The answer must be a single number: how many lines below contain "name".

**Items listed in a dataset**

────────────────

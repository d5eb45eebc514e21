//! Journal store configuration.

use crate::types::{FileSizeKib, PartitionNumber};

/// Configuration shared by pools, partitions and the journal reader/writer.
#[derive(Debug, Clone)]
pub struct Config {
    /// Partition used when the caller does not name one.
    pub default_partition: PartitionNumber,

    /// Size class used when the caller does not name one.
    pub default_file_size_kib: FileSizeKib,

    /// Extension of journal and empty files, without the dot.
    pub file_extension: String,

    /// Whether partition discovery creates a missing `efp` directory.
    pub create_efp_dir: bool,

    /// Whether pools check the length and header of every file they load.
    pub verify_pool_files: bool,

    /// Whether to fsync files and directories after moving or resetting files.
    pub sync_on_move: bool,
}

impl Default for Config {
    fn default() -> Self {
        Self {
            default_partition: PartitionNumber::new(1),
            default_file_size_kib: FileSizeKib::new(2048), // 2 MiB
            file_extension: "jrnl".to_string(),
            create_efp_dir: true,
            verify_pool_files: true,
            sync_on_move: true,
        }
    }
}

impl Config {
    /// Creates a new configuration with default values.
    #[must_use]
    pub fn new() -> Self {
        Self::default()
    }

    /// Sets the default partition.
    #[must_use]
    pub const fn default_partition(mut self, partition: PartitionNumber) -> Self {
        self.default_partition = partition;
        self
    }

    /// Sets the default size class.
    #[must_use]
    pub const fn default_file_size_kib(mut self, size: FileSizeKib) -> Self {
        self.default_file_size_kib = size;
        self
    }

    /// Sets the journal file extension.
    #[must_use]
    pub fn file_extension(mut self, ext: impl Into<String>) -> Self {
        self.file_extension = ext.into();
        self
    }

    /// Sets whether discovery creates a missing `efp` directory.
    #[must_use]
    pub const fn create_efp_dir(mut self, value: bool) -> Self {
        self.create_efp_dir = value;
        self
    }

    /// Sets whether pools verify the files they load.
    #[must_use]
    pub const fn verify_pool_files(mut self, value: bool) -> Self {
        self.verify_pool_files = value;
        self
    }

    /// Sets whether file moves and resets are fsynced.
    #[must_use]
    pub const fn sync_on_move(mut self, value: bool) -> Self {
        self.sync_on_move = value;
        self
    }
}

────────────────

**The completed task**
2